Blasts rock China’s Xinjiang region

Ananth Krishnan Updated - May 22, 2014 at 09:40 PM.

31 killed in the biggest-ever terror attack on Chinese soil in recent memory

At least 31 people were killed and close to a hundred injured in the biggest ever terror attack on Chinese soil in recent memory, as an explosive-laden truck ploughed through a market in the provincial capital of China’s far-western Xinjiang region early on Thursday morning.

The bomb blasts shattered a crowded open vegetable market right in the heart of downtown Urumqi, a city that is usually under tight security as the capital of the Muslim-majority “autonomous region” that has seen intermittent ethnic riots and attacks.

The blasts took place at 7.50 a.m. local time (4.20 am IST). The attack appeared to be a carefully planned assault by a group that intended to inflict as much damage as possible. Witnesses described how two unmarked vehicles ploughed into shoppers — most of them elderly Chinese residents on their daily visit to a morning market — as attackers hurled bombs.

The two Sports Utility Vehicles (SUVs) appeared to be laden with explosives, blowing up as they drove into stalls. As of Thursday evening, at least 31 people were reported dead and 94 others injured, authorities told the official Xinhua news agency.

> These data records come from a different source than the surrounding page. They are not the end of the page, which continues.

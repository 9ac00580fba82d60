use serde::{Deserialize, Serialize};
use std::fmt;
use std::path::Path;
use std::str::FromStr;
use std::time::Duration;

use crate::address::decode_hex_loose;
use crate::constants::{
    DEFAULT_PACKET_SEQ, DEFAULT_RETRIES, DEFAULT_RETRY_PAUSE_MS, DEFAULT_TIMEOUT_MS, DEFAULT_UDP_PORT,
};
use crate::error::{Result, WsError};

/// Company, device and authentication code carried in every encrypted header.
///
/// Different rebrands of the same hardware use different codes.
#[derive(Debug, Clone, Copy, PartialEq, Eq, Hash, Serialize, Deserialize)]
#[serde(try_from = "String", into = "String")]
pub struct DeviceCode(pub [u8; 4]);

impl DeviceCode {
    /// Silvercrest SWS-A1, sold by Lidl
    pub const SWS_A1: DeviceCode = DeviceCode([0xC1, 0x11, 0x71, 0x50]);
    /// Aldi Easy Home DIS-120
    pub const DIS_120: DeviceCode = DeviceCode([0xC2, 0x11, 0x92, 0xDD]);
    /// Seen in the wild, vendor unknown
    pub const U_DEVICE: DeviceCode = DeviceCode([0xCA, 0xA1, 0x88, 0x98]);

    pub fn as_bytes(&self) -> &[u8; 4] {
        &self.0
    }

    /// Look up a known code by its short name (`sws-a1`, `dis-120`, `u-device`)
    pub fn by_name(name: &str) -> Option<Self> {
        match name.to_ascii_lowercase().replace('_', "-").as_str() {
            "sws-a1" => Some(Self::SWS_A1),
            "dis-120" => Some(Self::DIS_120),
            "u-device" => Some(Self::U_DEVICE),
            _ => None,
        }
    }
}

impl Default for DeviceCode {
    fn default() -> Self {
        Self::SWS_A1
    }
}

impl fmt::Display for DeviceCode {
    fn fmt(&self, f: &mut fmt::Formatter<'_>) -> fmt::Result {
        let [a, b, c, d] = self.0;
        write!(f, "{a:02X} {b:02X} {c:02X} {d:02X}")
    }
}

/// Accepts a known name or 4 hex bytes, e.g. `C1 11 71 50`.
impl FromStr for DeviceCode {
    type Err = WsError;

    fn from_str(s: &str) -> std::result::Result<Self, Self::Err> {
        if let Some(code) = Self::by_name(s.trim()) {
            return Ok(code);
        }
        let bytes = decode_hex_loose(s)?;
        let code: [u8; 4] = bytes
            .as_slice()
            .try_into()
            .map_err(|_| WsError::InvalidInput(format!("Device code must be 4 bytes, got {}", bytes.len())))?;
        Ok(DeviceCode(code))
    }
}

impl TryFrom<String> for DeviceCode {
    type Error = WsError;

    fn try_from(value: String) -> std::result::Result<Self, Self::Error> {
        value.parse()
    }
}

impl From<DeviceCode> for String {
    fn from(code: DeviceCode) -> Self {
        code.to_string()
    }
}

/// Settings shared by every command a client sends.
///
/// Owned by one client and handed to the transport on each call, so two
/// clients never observe each other's changes.
#[derive(Debug, Clone, PartialEq, Eq, Serialize, Deserialize)]
#[serde(default)]
pub struct ProtocolConfig {
    pub device_code: DeviceCode,
    /// Packet number placed in the encrypted header. The sockets accept any value.
    pub packet_seq: u16,
    /// UDP port the sockets listen on
    pub port: u16,
    /// Local port to bind, 0 for an ephemeral port
    pub local_port: u16,
    /// Per-attempt receive timeout
    pub timeout_ms: u64,
    /// Attempts per command
    pub retries: u32,
    /// Pause after a reply failed validation
    pub retry_pause_ms: u64,
}

impl Default for ProtocolConfig {
    fn default() -> Self {
        Self {
            device_code: DeviceCode::default(),
            packet_seq: DEFAULT_PACKET_SEQ,
            port: DEFAULT_UDP_PORT,
            local_port: DEFAULT_UDP_PORT,
            timeout_ms: DEFAULT_TIMEOUT_MS,
            retries: DEFAULT_RETRIES,
            retry_pause_ms: DEFAULT_RETRY_PAUSE_MS,
        }
    }
}

impl ProtocolConfig {
    /// Load a configuration from a JSON file. Missing fields keep their defaults.
    pub fn from_json_file(path: impl AsRef<Path>) -> Result<Self> {
        let path = path.as_ref();
        let text = std::fs::read_to_string(path)
            .map_err(|e| WsError::Config(format!("Failed to read {}: {e}", path.display())))?;
        Self::from_json(&text)
    }

    pub fn from_json(text: &str) -> Result<Self> {
        serde_json::from_str(text).map_err(|e| WsError::Config(e.to_string()))
    }

    pub fn with_device_code(mut self, device_code: DeviceCode) -> Self {
        self.device_code = device_code;
        self
    }

    pub fn with_packet_seq(mut self, packet_seq: u16) -> Self {
        self.packet_seq = packet_seq;
        self
    }

    pub fn with_port(mut self, port: u16) -> Self {
        self.port = port;
        self
    }

    pub fn with_local_port(mut self, local_port: u16) -> Self {
        self.local_port = local_port;
        self
    }

    pub fn with_timeout(mut self, timeout: Duration) -> Self {
        self.timeout_ms = timeout.as_millis() as u64;
        self
    }

    pub fn with_retries(mut self, retries: u32) -> Self {
        self.retries = retries;
        self
    }

    pub fn with_retry_pause(mut self, pause: Duration) -> Self {
        self.retry_pause_ms = pause.as_millis() as u64;
        self
    }

    pub fn timeout(&self) -> Duration {
        Duration::from_millis(self.timeout_ms)
    }

    pub fn retry_pause(&self) -> Duration {
        Duration::from_millis(self.retry_pause_ms)
    }
}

“Four senior citizens were run over and killed in front of me,” a vendor told Xinhua. Chinese President Xi Jinping pledged to “severely punish the terrorists” and called on police to “step up patrols and security control over possible terrorist targets and prevent ripple effects,” Xinhua reported. The attack was the latest and the most brazen of a string of recent incidents linked to extremist Islamist groups in Xinjiang.